A la faveur d’une amélioration du temps à la fin du mois (en relation avec une hausse de la pression atmosphérique) , on relève le mardi 23 février 18°C à Saint-Brieuc, 19,7°C à Ploumanac’h, 19,8°C sur le Pays de Redon et 20°C à Nantes.
Le seuil des 20°C est franchi sur de nombreux secteurs des Côtes-d’Armor, d l’Ille-et-Vilaine et de la Loire-Atlantique le mercredi 24. On relève 21°C à Blain. De nombreux records mensuels sont dépassés.
🌡️Récap des records mensuels de douceur battus ce 25 fév 2026 en #Bretagne !
— Météo Bretagne (@MeteoBretagne) February 25, 2026
📍Blain : 21,0°C (20,0°C en 1998)
📍Plouay : 20,7°C (20,5°C en 2019)
📍Fougères : 20,1°C (19,4°C, en 2019 en 1990)

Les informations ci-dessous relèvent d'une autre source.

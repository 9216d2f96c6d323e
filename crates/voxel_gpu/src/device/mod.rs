//! Narrow interface to the graphics API.
//!
//! Everything above this module (heap, staging, graph, renderer) talks to
//! the GPU through [`GpuDevice`] and [`CommandContext`] only.
//!
//! ```text
//! ┌──────────────┐  create/bind/address   ┌──────────────────────┐
//! │ GpuHeap      │ ─────────────────────► │ GpuDevice            │
//! │ StagingBelt  │                        │   memory_types()     │
//! └──────────────┘                        │   begin_commands()   │
//! ┌──────────────┐  copy/fill/barrier/    │   submit()           │
//! │ RenderGraph  │  dispatch/draw         └──────────┬───────────┘
//! │ passes       │ ─────────────────────►  CommandContext
//! └──────────────┘
//! ```
//!
//! [`HostDevice`] is the in-process backend: device memory is atomic
//! 64-bit words and compute dispatches run kernels on the rayon pool.

mod dispatch;
mod hazard;
mod host;
mod memory;

pub(crate) use dispatch::run_dispatch;
pub use dispatch::{ComputeKernel, GlobalMemory, Invocation, VertexProgram, Workgroup};
pub use hazard::{HazardKind, HAZARD_WORD};
pub use host::{HostCommand, HostCommandBuffer, HostDevice, HostDeviceConfig};
pub use memory::MemoryBlock;

use crate::error::DeviceError;
use crate::flags::bitmask;
use crate::graph::BarrierBatch;

bitmask! {
  /// How a buffer may be used.
  pub struct BufferUsage {
    const TRANSFER_SRC = 1 << 0;
    const TRANSFER_DST = 1 << 1;
    const STORAGE = 1 << 2;
    const INDIRECT = 1 << 3;
    const DEVICE_ADDRESS = 1 << 4;
  }
}

bitmask! {
  /// Memory heap properties.
  pub struct MemoryProperties {
    const DEVICE_LOCAL = 1 << 0;
    const HOST_VISIBLE = 1 << 1;
    const HOST_COHERENT = 1 << 2;
  }
}

/// Opaque buffer handle.
#[derive(Clone, Copy, Debug, PartialEq, Eq, Hash, PartialOrd, Ord)]
pub struct BufferHandle(pub u32);

/// Opaque device memory handle.
#[derive(Clone, Copy, Debug, PartialEq, Eq, Hash, PartialOrd, Ord)]
pub struct MemoryHandle(pub u32);

/// Opaque pipeline handle.
#[derive(Clone, Copy, Debug, PartialEq, Eq, Hash, PartialOrd, Ord)]
pub struct PipelineHandle(pub u32);

/// Opaque image handle. Images only appear as render graph resources.
#[derive(Clone, Copy, Debug, PartialEq, Eq, Hash, PartialOrd, Ord)]
pub struct ImageHandle(pub u32);

#[derive(Clone, Copy, Debug, PartialEq, Eq)]
pub struct MemoryType {
  pub properties: MemoryProperties,
}

#[derive(Clone, Copy, Debug, PartialEq, Eq)]
pub struct MemoryRequirements {
  pub size: u64,
  pub alignment: u64,
  /// Bit `i` set when memory type `i` is acceptable.
  pub type_bits: u32,
}

/// One region of a buffer-to-buffer copy.
#[derive(Clone, Copy, Debug, PartialEq, Eq)]
pub struct BufferCopy {
  pub src_offset: u64,
  pub dst_offset: u64,
  pub size: u64,
}

/// Counters from one completed submission.
#[derive(Clone, Copy, Debug, Default, PartialEq, Eq)]
pub struct SubmitReport {
  pub copies: u32,
  pub fills: u32,
  pub barrier_batches: u32,
  pub barriers: u32,
  pub dispatches: u32,
  pub workgroups: u64,
  pub draws: u32,
  pub vertices: u64,
}

/// Pick the first memory type allowed by `type_bits` that has every bit of
/// `required`.
pub fn find_memory_type(
  types: &[MemoryType],
  type_bits: u32,
  required: MemoryProperties,
) -> Option<u32> {
  types
    .iter()
    .enumerate()
    .find(|(i, ty)| type_bits & (1 << i) != 0 && ty.properties.contains(required))
    .map(|(i, _)| i as u32)
}

/// Device-level object management and queue submission.
///
/// Submission completes before `submit` returns; a returned report means the
/// fence has signalled.
pub trait GpuDevice: Send + Sync {
  type Commands: CommandContext;

  fn create_buffer(&self, size: u64, usage: BufferUsage) -> Result<BufferHandle, DeviceError>;
  fn memory_requirements(&self, buffer: BufferHandle) -> Result<MemoryRequirements, DeviceError>;
  fn memory_types(&self) -> &[MemoryType];
  fn allocate_memory(&self, size: u64, type_index: u32) -> Result<MemoryHandle, DeviceError>;
  fn bind_buffer_memory(&self, buffer: BufferHandle, memory: MemoryHandle)
    -> Result<(), DeviceError>;
  fn buffer_device_address(&self, buffer: BufferHandle) -> Result<u64, DeviceError>;

  /// Write through a host mapping of the buffer's memory.
  fn write_buffer(&self, buffer: BufferHandle, offset: u64, data: &[u8])
    -> Result<(), DeviceError>;

  /// Read back through a host mapping of the buffer's memory.
  fn read_buffer(&self, buffer: BufferHandle, offset: u64, out: &mut [u8])
    -> Result<(), DeviceError>;

  fn destroy_buffer(&self, buffer: BufferHandle);
  fn free_memory(&self, memory: MemoryHandle);

  fn begin_commands(&self) -> Self::Commands;
  fn submit(&self, commands: Self::Commands) -> Result<SubmitReport, DeviceError>;
}

/// Command recording. Recording itself never fails; errors surface at submit.
pub trait CommandContext {
  fn copy_buffer(&mut self, src: BufferHandle, dst: BufferHandle, regions: &[BufferCopy]);
  /// Fill `size` bytes with a repeated `u32`. Offset and size are multiples of 4.
  fn fill_buffer(&mut self, dst: BufferHandle, offset: u64, size: u64, value: u32);
  fn pipeline_barrier(&mut self, batch: &BarrierBatch);
  fn bind_pipeline(&mut self, pipeline: PipelineHandle);
  fn push_constants(&mut self, data: &[u8]);
  fn dispatch(&mut self, x: u32, y: u32, z: u32);
  /// Draw with `{vertex_count, instance_count, first_vertex, first_instance}`
  /// read from `buffer` at `offset` when the command executes.
  fn draw_indirect(&mut self, buffer: BufferHandle, offset: u64);
}
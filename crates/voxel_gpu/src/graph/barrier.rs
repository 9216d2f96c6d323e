//! Barrier synthesis from resource state transitions.

use smallvec::SmallVec;

use super::resource::{Resource, ResourceDesc, ResourceId};
use super::resource_state::{ResourceState, StageFlags};
use crate::device::{BufferHandle, ImageHandle};

#[derive(Clone, Copy, Debug, PartialEq, Eq)]
pub enum BarrierTarget {
  /// Whole-range buffer memory barrier.
  Buffer {
    buffer: BufferHandle,
    offset: u64,
    size: u64,
  },
  /// Whole-subresource image barrier with layout transition.
  Image { image: ImageHandle },
}

#[derive(Clone, Copy, Debug, PartialEq, Eq)]
pub struct Barrier {
  pub resource: ResourceId,
  pub target: BarrierTarget,
  pub src: ResourceState,
  pub dst: ResourceState,
}

impl Barrier {
  /// Barrier for moving `resource` to `required`, or `None` if its current
  /// state already matches.
  pub fn for_transition(
    id: ResourceId,
    resource: &Resource,
    required: &ResourceState,
  ) -> Option<Self> {
    if !resource.state.needs_barrier(required, resource.is_image()) {
      return None;
    }
    let target = match resource.desc {
      ResourceDesc::Buffer {
        buffer,
        offset,
        size,
      } => BarrierTarget::Buffer {
        buffer,
        offset,
        size,
      },
      ResourceDesc::Image { image } => BarrierTarget::Image { image },
    };
    Some(Self {
      resource: id,
      target,
      src: resource.state,
      dst: *required,
    })
  }

  /// Buffer range barrier not tied to a graph resource.
  pub fn buffer(
    buffer: BufferHandle,
    offset: u64,
    size: u64,
    src: ResourceState,
    dst: ResourceState,
  ) -> Self {
    Self {
      resource: ResourceId::UNTRACKED,
      target: BarrierTarget::Buffer {
        buffer,
        offset,
        size,
      },
      src,
      dst,
    }
  }

  pub fn is_layout_transition(&self) -> bool {
    matches!(self.target, BarrierTarget::Image { .. }) && self.src.layout != self.dst.layout
  }

  pub fn is_ownership_transfer(&self) -> bool {
    self.src.queue_family != self.dst.queue_family
  }
}

/// All barriers of one pass, recorded as a single barrier command.
#[derive(Clone, Debug, Default, PartialEq, Eq)]
pub struct BarrierBatch {
  barriers: SmallVec<[Barrier; 4]>,
}

impl BarrierBatch {
  pub fn new() -> Self {
    Self::default()
  }

  /// Makes transfer writes to `ranges` of `buffer` visible to every later
  /// transfer, read or write.
  pub fn after_transfer_writes(
    buffer: BufferHandle,
    ranges: impl IntoIterator<Item = (u64, u64)>,
  ) -> Self {
    let mut batch = Self::new();
    for (offset, size) in ranges {
      batch.push(Barrier::buffer(
        buffer,
        offset,
        size,
        ResourceState::transfer_write(),
        ResourceState::transfer_read_write(),
      ));
    }
    batch
  }

  pub fn push(&mut self, barrier: Barrier) {
    self.barriers.push(barrier);
  }

  pub fn len(&self) -> usize {
    self.barriers.len()
  }

  pub fn is_empty(&self) -> bool {
    self.barriers.is_empty()
  }

  pub fn iter(&self) -> impl Iterator<Item = &Barrier> {
    self.barriers.iter()
  }

  /// Union of source stages; `TOP_OF_PIPE` when empty.
  pub fn src_stages(&self) -> StageFlags {
    self
      .barriers
      .iter()
      .fold(StageFlags::NONE, |acc, b| acc | b.src.stage)
      .or_top()
  }

  /// Union of destination stages; `TOP_OF_PIPE` when empty.
  pub fn dst_stages(&self) -> StageFlags {
    self
      .barriers
      .iter()
      .fold(StageFlags::NONE, |acc, b| acc | b.dst.stage)
      .or_top()
  }
}

impl StageFlags {
  fn or_top(self) -> Self {
    if self.is_empty() {
      Self::TOP_OF_PIPE
    } else {
      self
    }
  }
}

📍Arbrissel : 20,0°C (19,4°C en 2019)
📍Lorient : 19,4°C (18,4°C en 2019) pic.twitter.com/AscE2GLZSa
Un ensoleillement déficitaire généralisé
Les 24, 25 et 28 ont permis de retrouver un temps plus ensoleillé. En dehors de ces dates, le ciel a été très sombre et le soleil plus que discret. Le déficit atteint 35 % à Brest et Quimper, 30 % à Nantes et Rennes. Saint-Brieuc et Dinard mieux situées par rapport au flux océanique quasi ininterrompu s'en sortent nettement mieux avec respectivement 80 et 82 heures de soleil cumulées (un déficit peu important par rapport à un mois de février classique).